I love the new widgety stuff in Coldfusion 8. The Cfwindow tag caught my attention right away. it seemed like a quick and easy way to frame content on a page and make it manageable. For example, I had a list of items that appear on the home page of our tracking system. It's the "hotlist" - a list of open and active work orders and projects. I decided to use Cfwindow to make it draggable and re-sizable. It was easy.

<cfwindow
        height="475"
        resizable="True"
        initshow="True"
        x="380"
        y="150"
        closable="False"
        draggable="True"
        title="Hot List"
        name="hotlist"
        headerstyle="background-color: ##A7B3C2;">

Some looping code that outputs a list of links.
</cfwindow>
This worked splendidly. I ended up with exactly what I wanted - a nice scrolling window that was easy to drag and resize to accommodate more entries.

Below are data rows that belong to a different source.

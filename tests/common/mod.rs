//! Shared utilities for integration tests.

use std::fs;
use std::path::{Path, PathBuf};

use auto_router::config::AutoRouterConfig;

/// A scratch directory removed on drop.
pub struct Workspace {
    pub root: PathBuf,
}

impl Workspace {
    pub fn new(tag: &str) -> Self {
        let root = std::env::temp_dir().join(format!("auto-router-{}-{}", tag, uuid::Uuid::new_v4()));
        fs::create_dir_all(root.join("modules")).unwrap();
        Self { root }
    }

    pub fn modules(&self) -> PathBuf {
        self.root.join("modules")
    }

    pub fn metrics_log(&self) -> PathBuf {
        self.root.join("logs").join("metrics.log")
    }

    #[allow(dead_code)]
    pub fn operational_log(&self) -> PathBuf {
        self.root.join("logs").join("autorouter.log")
    }

    /// Write a route module at `relative` under the modules directory.
    pub fn write_module(&self, relative: &str, content: &str) {
        let path = self.modules().join(relative);
        if let Some(parent) = path.parent() {
            fs::create_dir_all(parent).unwrap();
        }
        fs::write(path, content).unwrap();
    }

    /// Configuration pointing every path into this workspace.
    pub fn config(&self) -> AutoRouterConfig {
        let mut config = AutoRouterConfig::default();
        config.modules_path = path_str(&self.modules());
        config.metrics_log_path = path_str(&self.metrics_log());
        config.operational_log_path = path_str(&self.operational_log());
        config.listener.bind_address = "127.0.0.1:0".to_string();
        config
    }
}

impl Drop for Workspace {
    fn drop(&mut self) {
        let _ = fs::remove_dir_all(&self.root);
    }
}

fn path_str(path: &Path) -> String {
    path.display().to_string()
}

/// Three valid modules in nested directories plus one broken one.
#[allow(dead_code)]
pub fn write_demo_modules(ws: &Workspace) {
    ws.write_module(
        "status.route.toml",
        r#"
        [[routes]]
        method = "GET"
        path = "/status"
        json = { status = "ok" }
        "#,
    );
    ws.write_module(
        "users/index.route.toml",
        r#"
        [[routes]]
        method = "GET"
        path = "/users/{id}"
        json = { success = true }

        [[routes]]
        method = "DELETE"
        path = "/users/{id}"
        status = 404
        json = { success = false }
        "#,
    );
    ws.write_module(
        "auth/login.route.toml",
        r#"
        [[routes]]
        method = "POST"
        path = "/auth/login"
        status = 401
        body = "invalid credentials"
        "#,
    );
    ws.write_module("broken.route.toml", "[[routes]\nmethod = ");
}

Since I loved the little drop shadow thingy I decided I would use it on the right hand side menu as well - just to frame in the menu with a header. Oops... this turned out to be quite difficult. Why? Because there is no way to anchor the window to the layout. The layout is dynamic on the right. The right hand menu "clings" to the right side of the screen - meaning the X and Y coordinates are different for each screen size. But the Cfwindow appears over whatever is on the screen and the "x" and "y" coordinates make it's position absolute. I went hunting for an answer.